Fixed #15648 -- Allowed QuerySet.values_list() to return a namedtuple. #8852

sir-sigurd · 2017-08-04T11:49:00Z

https://code.djangoproject.com/ticket/15648

I'm not sure if there is consensus on API, but I decided to push it forward.
I'm not sure also if the current way of naming expressions is OK and if should support expressions with named=True at all.

atombrella · 2017-08-05T14:21:51Z

docs/ref/models/querysets.txt

@@ -651,6 +651,11 @@ rather than one-tuples. An example should make the difference clearer::

 It is an error to pass in ``flat`` when there is more than one field.

+``named`` parameter can be passed in to get results as named tuples::
+
+    >>> Entry.objects.values_list('id', 'headline')


Did you forget named=True here?

Yes, thanks!

jarshwah · 2017-08-08T21:47:20Z

I like it! What are your concerns with passing back annotations? With regular querysets the annotations are provided with their names as attributes, I don't see any issue here.

sir-sigurd · 2017-08-09T03:33:52Z

@jarshwah
I mean when we pass expressions directly to values_list() it doesn't look good:

In [2]: PersonSkill.objects.values_list('id', models.Value(1, output_field=models.IntegerField()), named=True).first()
Out[2]: Row(id=10001, value140320025193552=1)

adamchainz

This is nice, I've thought of this nearly every time I've used values_list and then found myself doing [0] etc. later on, having to refer back to see what it means

adamchainz · 2017-08-16T06:54:28Z

django/db/models/query.py

+            extra_names = list(query.extra_select)
+            annotation_names = list(query.annotation_select)
+            names = extra_names + field_names + annotation_names
+        return map(namedtuple('Row', names)._make, rows)
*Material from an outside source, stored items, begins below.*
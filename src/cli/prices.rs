use super::ui;
use crate::core::error::FetchError;
use crate::core::price::{Interval, PricePoint, PriceRequest, Timeframe};
use crate::pricing::PriceService;
use anyhow::{Result, bail};
use chrono::DateTime;
use comfy_table::Cell;
use futures::future::join_all;
use std::collections::BTreeMap;

#[derive(Debug, Clone)]
pub struct FetchOptions {
    pub tokens: Vec<String>,
    pub timeframe: Timeframe,
    pub interval: Interval,
    pub json: bool,
}

pub async fn run(service: &PriceService, options: &FetchOptions) -> Result<()> {
    let pb = ui::new_progress_bar(options.tokens.len() as u64);
    let price_futures = options.tokens.iter().map(|token| {
        let pb_clone = pb.clone();
        async move {
            let request = PriceRequest::new(token.as_str(), options.timeframe, options.interval);
            let res = service.get_prices(&request).await;
            pb_clone.inc(1);
            (request, res)
        }
    });
    let results: Vec<(PriceRequest, Result<Vec<PricePoint>, FetchError>)> =
        join_all(price_futures).await;
    pb.finish_and_clear();

    let failures = results.iter().filter(|(_, res)| res.is_err()).count();

    if options.json {
        println!("{}", render_json(&results)?);
    } else {
        let num_results = results.len();
        for (i, (request, res)) in results.iter().enumerate() {
            match res {
                Ok(series) => println!("{}", render_series(request, series)),
                Err(e) => println!(
                    "Token: {}\n\n{}",
                    ui::style_text(&request.token_id, ui::StyleType::Title),
                    ui::style_text(&e.to_string(), ui::StyleType::Error)
                ),
            }
            if i < num_results - 1 {
                ui::print_separator();
            }
        }
    }

    if failures > 0 && failures == results.len() {
        bail!("Failed to fetch prices for all {} token(s)", failures);
    }
    Ok(())
}

/// A single token renders as a bare array of points; several tokens render as
/// an object keyed by token id. Failed tokens map to `{"error": ...}`.
fn render_json(results: &[(PriceRequest, Result<Vec<PricePoint>, FetchError>)]) -> Result<String> {
    let to_value = |res: &Result<Vec<PricePoint>, FetchError>| -> Result<serde_json::Value> {
        Ok(match res {
            Ok(series) => serde_json::to_value(series)?,
            Err(e) => serde_json::json!({ "error": e.to_string() }),
        })
    };

    let value = match results {
        [(_, res)] => to_value(res)?,
        _ => {
            let mut by_token = BTreeMap::new();
            for (request, res) in results {
                by_token.insert(request.token_id.clone(), to_value(res)?);
            }
            serde_json::to_value(by_token)?
        }
    };
    Ok(serde_json::to_string_pretty(&value)?)
}

pub fn render_series(request: &PriceRequest, series: &[PricePoint]) -> String {
    let mut table = ui::new_styled_table();
    table.set_header(vec![
        ui::header_cell("Time (UTC)"),
        ui::header_cell("Price (USD)"),
        ui::header_cell("Change"),
    ]);

    let mut previous: Option<f64> = None;
    for point in series {
        let time = DateTime::from_timestamp_millis(point.timestamp)
            .map_or_else(|| point.timestamp.to_string(), |t| t.format("%Y-%m-%d %H:%M").to_string());
        let change = previous
            .filter(|p| *p != 0.0)
            .map(|p| (point.price - p) / p * 100.0);

        let change_cell = match change {
            Some(c) => ui::change_cell(c),
            None => ui::format_optional_cell(None::<f64>, |c| format!("{c:.2}%")),
        };
        table.add_row(vec![Cell::new(time), ui::price_cell(point.price), change_cell]);
        previous = Some(point.price);
    }

    let mut output = format!(
        "Token: {} {}\n\n",
        ui::style_text(&request.token_id, ui::StyleType::Title),
        ui::style_text(
            &format!(
                "({} @ {}, {} points)",
                request.timeframe,
                request.interval,
                series.len()
            ),
            ui::StyleType::Subtle
        )
    );
    output.push_str(&table.to_string());

    if let Some(last) = series.last() {
        output.push_str(&format!(
            "\n\n{}: {}",
            ui::style_text("Latest price", ui::StyleType::TotalLabel),
            ui::style_text(&ui::format_price(last.price), ui::StyleType::TotalValue)
        ));
    }
    output
}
We should try cache the namedtuple classes that come out of this, they can take about half a millisecond to instantiate, which is a lot of time - if a view invokes 10 queries that's 5ms, or 10% of a tight performance budge, gone:

In [14]: %timeit namedtuple('Row', ['a', 'b', 'c', 'd']) 1000 loops, best of 3: 417 µs per loop

If you make names a tuple (so it's hashable) then you can just have:

@lru_cache() # using default maxsize, i don't think it would need tweaking really def create_namedtuple(names): return namedtuple('Row', names)

Also the temp name rows isn't needed, I'd move it into the map call, leaving:

return map( create_namedtuple(names)._make, super().__iter__(), )

adamchainz · 2017-08-16T06:55:22Z

django/db/models/query.py

+            NamedValuesListIterable if named
+            else FlatValuesListIterable if flat
+            else ValuesListIterable
+        )


not sure if this really passes the django style guide, compared to plain if/else statements

It looks okay to me.

adamchainz · 2017-08-16T06:56:10Z

docs/releases/2.0.txt

@@ -263,6 +263,9 @@ Models
 * The new ``field_name`` parameter of :meth:`.QuerySet.in_bulk` allows fetching
  results based on any unique model field.

+* The new ``named`` parameter of :meth:`.QuerySet.values_list` allows to get
+  results as named tuples.


"allows fetching results as named tuples" (or should that be "namedtuple instances"?)

adamchainz · 2017-08-16T06:58:55Z

docs/ref/models/querysets.txt

@@ -651,6 +651,11 @@ rather than one-tuples. An example should make the difference clearer::

 It is an error to pass in ``flat`` when there is more than one field.

+``named`` parameter can be passed in to get results as named tuples::


"You can also pass in the named parameter to get results as named tuples (ref:collection.namedtuple):"

It might be a user's first time coming across collections.namedtuple when reading these docs, so we should link out to the Python ones so they can learn what it means.

adamchainz · 2017-08-16T07:00:37Z

tests/queries/tests.py

+
+        expr = F('num') + 1
+        values = qs.values_list(expr, named=True).first()
+        self.assertEqual(values._fields, ('combinedexpression%s' % id(expr),))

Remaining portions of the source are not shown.